Si se desvanece el sentido del misterio de lo que existe y la ciencia se alía de tal manera con la técnica -¿Laboratorios de Wuhan?- que en lugar de conocer queremos sobre todo transformar la realidad, habremos hecho del atrévete a saber ilustrado la fuente de las ideologías. Sistemas cerrados de ideas que, por reducción a sus premisas, pueden dar una explicación completa, en forma progresiva, de todo lo que es. Ante ellas, se oculta aquello que no cabe en el sistema, sea la naturaleza de la conciencia, el valor mismo de la vida humana, manipulada a diario, o la necesidad de respetar el ambiente, la Naturaleza en la cual existimos.

La ausencia de sabiduría, de sentido del misterio, es particularmente grave en un espacio público que se llena de sofistas e ideólogos. ¿No anticiparon Orwell y Huxley el posible devenir de estas sociedades, sometidas al totalitarismo? Huxley, además, lo hizo con la lucidez de describir una suerte de totalitarismo de la diversión, como el que está en curso de implantarse en nuestro tiempo5.

¿Por qué, sin embargo, la polarización actual? Decía que acompaña o sigue al fanatismo, pero su fuente próxima -me parece- está más bien en una condición propia de la búsqueda de la verdad y del cultivo de la ciencia. En pocas palabras, su carácter de tarea compartida. El diálogo, la comunicación de resultados, el empeño común es intrínseco a esa búsqueda, de tal manera que, aislado, el sujeto no tan solo no llegaría más lejos, sino que se vería disminuido en su propia capacidad de entender. Necesitamos, además, la ratificación de lo que hemos visto, por otros que, cultivadores del mismo oficio, puedan certificar la validez de lo hallado. La ciencia se lleva a cabo en comunión.

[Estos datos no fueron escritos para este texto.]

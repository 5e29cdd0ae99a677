//! # ffmpeg-backed relay spawner.
//!
//! [`FfmpegRelay`] spawns the transcoding process with
//! `tokio::process::Command`:
//!
//! ```text
//! ffmpeg -i <source_url> [relay options, in order] <destination>
//! ```
//!
//! stderr is piped and split into diagnostic segments for the stall
//! detector. ffmpeg writes progress lines (`frame= ...`) terminated by `\r`
//! and regular log lines terminated by `\n`, so the splitter treats both as
//! segment boundaries.
//!
//! A monitor task owns the child: it reaps the process, reports abnormal
//! exits (non-success status) through the handle's `exits` channel, and
//! suppresses the notice when the exit was caused by an explicit `stop()`.

use std::path::PathBuf;
use std::process::Stdio;

use async_trait::async_trait;
use tokio::io::AsyncReadExt;
use tokio::process::{Child, ChildStderr, Command};
use tokio::sync::{mpsc, oneshot};

use crate::config::StreamConfig;
use crate::error::RelayError;

use super::handle::{ExitNotice, RelayControl, RelayHandle, RelaySpawner};

/// Buffered diagnostic lines before the oldest are awaited on.
const DIAGNOSTIC_CHANNEL_CAPACITY: usize = 64;

/// Spawner for ffmpeg relay processes.
#[derive(Clone, Debug)]
pub struct FfmpegRelay {
    binary: PathBuf,
}

impl FfmpegRelay {
    /// Creates a spawner using `ffmpeg` from `PATH`.
    pub fn new() -> Self {
        Self {
            binary: PathBuf::from("ffmpeg"),
        }
    }

    /// Overrides the ffmpeg binary path.
    pub fn with_binary(mut self, binary: impl Into<PathBuf>) -> Self {
        self.binary = binary.into();
        self
    }
}

impl Default for FfmpegRelay {
    fn default() -> Self {
        Self::new()
    }
}

#[async_trait]
impl RelaySpawner for FfmpegRelay {
    async fn spawn(&self, cfg: &StreamConfig) -> Result<RelayHandle, RelayError> {
        let mut child = Command::new(&self.binary)
            .args(build_args(cfg))
            .stdin(Stdio::null())
            .stdout(Stdio::null())
            .stderr(Stdio::piped())
            .kill_on_drop(true)
            .spawn()
            .map_err(RelayError::Spawn)?;

        let stderr = child.stderr.take().ok_or_else(|| {
            RelayError::Spawn(std::io::Error::other("child stderr was not piped"))
        })?;

        let (line_tx, line_rx) = mpsc::channel(DIAGNOSTIC_CHANNEL_CAPACITY);
        tokio::spawn(forward_diagnostics(stderr, line_tx));

        let (exit_tx, exit_rx) = mpsc::channel(1);
        let (stop_tx, stop_rx) = oneshot::channel();
        let (done_tx, done_rx) = mpsc::channel::<()>(1);
        tokio::spawn(monitor(child, stop_rx, exit_tx, done_tx));

        Ok(RelayHandle {
            diagnostics: line_rx,
            exits: exit_rx,
            control: Box::new(FfmpegControl {
                stop_tx: Some(stop_tx),
                done: done_rx,
            }),
        })
    }
}

/// Builds the ffmpeg argument list: input, ordered options, destination.
///
/// An option with an empty value is passed as a bare flag (`-stats`).
fn build_args(cfg: &StreamConfig) -> Vec<String> {
    let mut args = Vec::with_capacity(2 + cfg.relay_options.len() * 2 + 1);
    args.push("-i".to_string());
    args.push(cfg.source_url.clone());
    for (key, value) in &cfg.relay_options {
        args.push(key.clone());
        if !value.is_empty() {
            args.push(value.clone());
        }
    }
    args.push(cfg.destination.clone());
    args
}

/// Forwards stderr to the diagnostics channel, split on `\r` and `\n`.
async fn forward_diagnostics(mut stderr: ChildStderr, tx: mpsc::Sender<String>) {
    let mut buf = [0u8; 8192];
    let mut carry = String::new();

    loop {
        let n = match stderr.read(&mut buf).await {
            Ok(0) | Err(_) => break,
            Ok(n) => n,
        };
        carry.push_str(&String::from_utf8_lossy(&buf[..n]));

        while let Some(pos) = carry.find(['\r', '\n']) {
            let segment = carry[..pos].to_string();
            carry.drain(..=pos);
            if !segment.is_empty() && tx.send(segment).await.is_err() {
                return;
            }
        }
    }

    if !carry.is_empty() {
        let _ = tx.send(carry).await;
    }
}

/// Owns the child: reaps it and reports abnormal exits.
///
/// When a stop request arrives first, the child is killed and no exit notice
/// is sent. Dropping `_done_tx` on return is what unblocks `stop()`.
async fn monitor(
    mut child: Child,
    stop_rx: oneshot::Receiver<()>,
    exit_tx: mpsc::Sender<ExitNotice>,
    _done_tx: mpsc::Sender<()>,
) {
    tokio::select! {
        status = child.wait() => {
            let abnormal = match &status {
                Ok(status) => !status.success(),
                Err(_) => true,
            };
            if abnormal {
                let notice = ExitNotice {
                    code: status.ok().and_then(|s| s.code()),
                };
                let _ = exit_tx.send(notice).await;
            }
        }
        // Explicit stop, or the handle was dropped without one.
        _ = stop_rx => {
            let _ = child.start_kill();
            let _ = child.wait().await;
        }
    }
}

struct FfmpegControl {
    stop_tx: Option<oneshot::Sender<()>>,
    done: mpsc::Receiver<()>,
}

#[async_trait]
impl RelayControl for FfmpegControl {
    async fn stop(&mut self) -> Result<(), RelayError> {
        if let Some(tx) = self.stop_tx.take() {
            // Monitor already finished if this fails; nothing to kill.
            let _ = tx.send(());
        }
        // The monitor drops its end of `done` only after the child has been
        // reaped, which keeps restart sequencing strict.
        while self.done.recv().await.is_some() {}
        Ok(())
    }
}

#[cfg(test)]
mod tests {
    use super::*;

    fn sh(script: &str) -> Child {
        Command::new("sh")
            .arg("-c")
            .arg(script)
            .stdin(Stdio::null())
            .stdout(Stdio::null())
            .stderr(Stdio::piped())
            .kill_on_drop(true)
            .spawn()
            .unwrap()
    }

    fn wire(child: Child) -> (mpsc::Receiver<ExitNotice>, FfmpegControl) {
        let (exit_tx, exit_rx) = mpsc::channel(1);
        let (stop_tx, stop_rx) = oneshot::channel();
        let (done_tx, done_rx) = mpsc::channel::<()>(1);
        tokio::spawn(monitor(child, stop_rx, exit_tx, done_tx));
        (
            exit_rx,
            FfmpegControl {
                stop_tx: Some(stop_tx),
                done: done_rx,
            },
        )
    }

    #[test]
    fn build_args_preserves_option_order_and_flags() {
        let mut cfg = StreamConfig::new("cam", "rtsp://10.0.0.1:554/live", "ws://0.0.0.0:9998");
        cfg.relay_options = vec![
            ("-r".to_string(), "60".to_string()),
            ("-codec:v".to_string(), "mpeg1video".to_string()),
            ("-stats".to_string(), String::new()),
        ];

        let args = build_args(&cfg);
        assert_eq!(
            args,
            vec![
                "-i",
                "rtsp://10.0.0.1:554/live",
                "-r",
                "60",
                "-codec:v",
                "mpeg1video",
                "-stats",
                "ws://0.0.0.0:9998",
            ]
        );
    }

    #[tokio::test]
    async fn abnormal_exit_is_reported_with_code() {
        let (mut exits, _control) = wire(sh("exit 3"));
        let notice = exits.recv().await.expect("abnormal exit notice");
        assert_eq!(notice.code, Some(3));
    }

    #[tokio::test]
    async fn clean_exit_closes_channel_without_notice() {
        let (mut exits, _control) = wire(sh("exit 0"));
        assert!(exits.recv().await.is_none());
    }

    #[tokio::test]
    async fn stop_is_idempotent_and_suppresses_exit_notice() {
        let (mut exits, mut control) = wire(sh("sleep 30"));

        control.stop().await.unwrap();
        // Stopping an already-stopped relay does not raise.
        control.stop().await.unwrap();

        // Kill-by-stop is not an abnormal exit.
        assert!(exits.recv().await.is_none());
    }

    #[tokio::test]
    async fn diagnostics_are_split_on_carriage_returns() {
        let mut child = sh(r"printf 'frame=   10 fps= 30\rframe=   20 fps= 30\rdone\n' 1>&2; sleep 1");
        let stderr = child.stderr.take().unwrap();
        let (tx, mut rx) = mpsc::channel(8);
        tokio::spawn(forward_diagnostics(stderr, tx));

        let first = rx.recv().await.unwrap();
        assert!(first.contains("frame="), "got {first:?}");
        let second = rx.recv().await.unwrap();
        assert!(second.contains("frame="), "got {second:?}");
        let third = rx.recv().await.unwrap();
        assert_eq!(third, "done");
    }
}
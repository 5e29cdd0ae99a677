//! # Logging subscriber.
//!
//! [`LogWriter`] renders runtime events as structured log lines through
//! [`tracing`], one line per state transition, tagged with the stream name.
//!
//! ## Output shape
//! ```text
//! INFO  stream=cam-1 Starting stream...
//! WARN  stream=cam-1 FFmpeg error. Retrying in 5s...
//! WARN  stream=cam-1 No frame for 10s. Restarting stream...
//! INFO  stream=cam-1 RTSP not reachable. Retrying in 5s...
//! INFO  stream=cam-1 RTSP reachable. Restarting stream...
//! ERROR stream=cam-1 Max retries reached. Giving up.
//! ```

use async_trait::async_trait;
use tracing::{error, info, warn};

use crate::events::{Event, EventKind};

use super::Subscribe;

/// Subscriber that logs every runtime event through `tracing`.
pub struct LogWriter;

#[async_trait]
impl Subscribe for LogWriter {
    async fn on_event(&self, event: &Event) {
        let stream = event.stream.as_deref().unwrap_or("-");
        match event.kind {
            EventKind::StreamStarting => {
                info!(stream, "Starting stream...");
            }
            EventKind::RelayExited => {
                warn!(
                    stream,
                    reason = event.reason.as_deref().unwrap_or("unknown"),
                    "FFmpeg error. Retrying in {}s...",
                    secs(event.delay_ms),
                );
            }
            EventKind::StreamStalled => {
                warn!(
                    stream,
                    "No frame for {}s. Restarting stream...",
                    secs(event.timeout_ms),
                );
            }
            EventKind::SourceUnreachable => {
                info!(
                    stream,
                    attempt = event.attempt,
                    "RTSP not reachable. Retrying in {}s...",
                    secs(event.delay_ms),
                );
            }
            EventKind::SourceReachable => {
                info!(stream, attempt = event.attempt, "RTSP reachable. Restarting stream...");
            }
            EventKind::StopFailed => {
                warn!(
                    stream,
                    "Error stopping stream: {}",
                    event.reason.as_deref().unwrap_or("unknown"),
                );
            }
            EventKind::RetriesExhausted => {
                error!(stream, attempts = event.attempt, "Max retries reached. Giving up.");
            }
            EventKind::StreamStopped => {
                info!(stream, "Stream stopped.");
            }
            EventKind::ShutdownRequested => {
                info!("Shutdown requested.");
            }
            EventKind::AllStoppedWithin => {
                info!("All streams stopped within grace.");
            }
            EventKind::GraceExceeded => {
                error!("Grace period exceeded; some streams are stuck.");
            }
        }
    }

    fn name(&self) -> &'static str {
        "log"
    }
}

fn secs(ms: Option<u32>) -> u32 {
    ms.unwrap_or(0) / 1000
}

Ahora bien, como remedo perverso de esa condición natural, tenemos la pertenencia a un grupo de fanáticos. Al reconocer su semejanza y al ser reconocido por el grupo, el sujeto se reafirma en sus “convicciones” hasta el punto de hacerse impermeable a toda otra influencia, cerrado al diálogo y -si es el caso- dispuesto a imponer por la fuerza su visión de las cosas.

En el ejercicio del poder político, bien lo sabemos, el gobierno ha de estar subordinado a la justicia y ordenado al bien común. Ha de tener su medida propia en los derechos de los ciudadanos. De no ser así, ocurrirá -lo hemos presenciado en las sociedades totalitarias– que el poder define la “justicia” y la impone por la fuerza.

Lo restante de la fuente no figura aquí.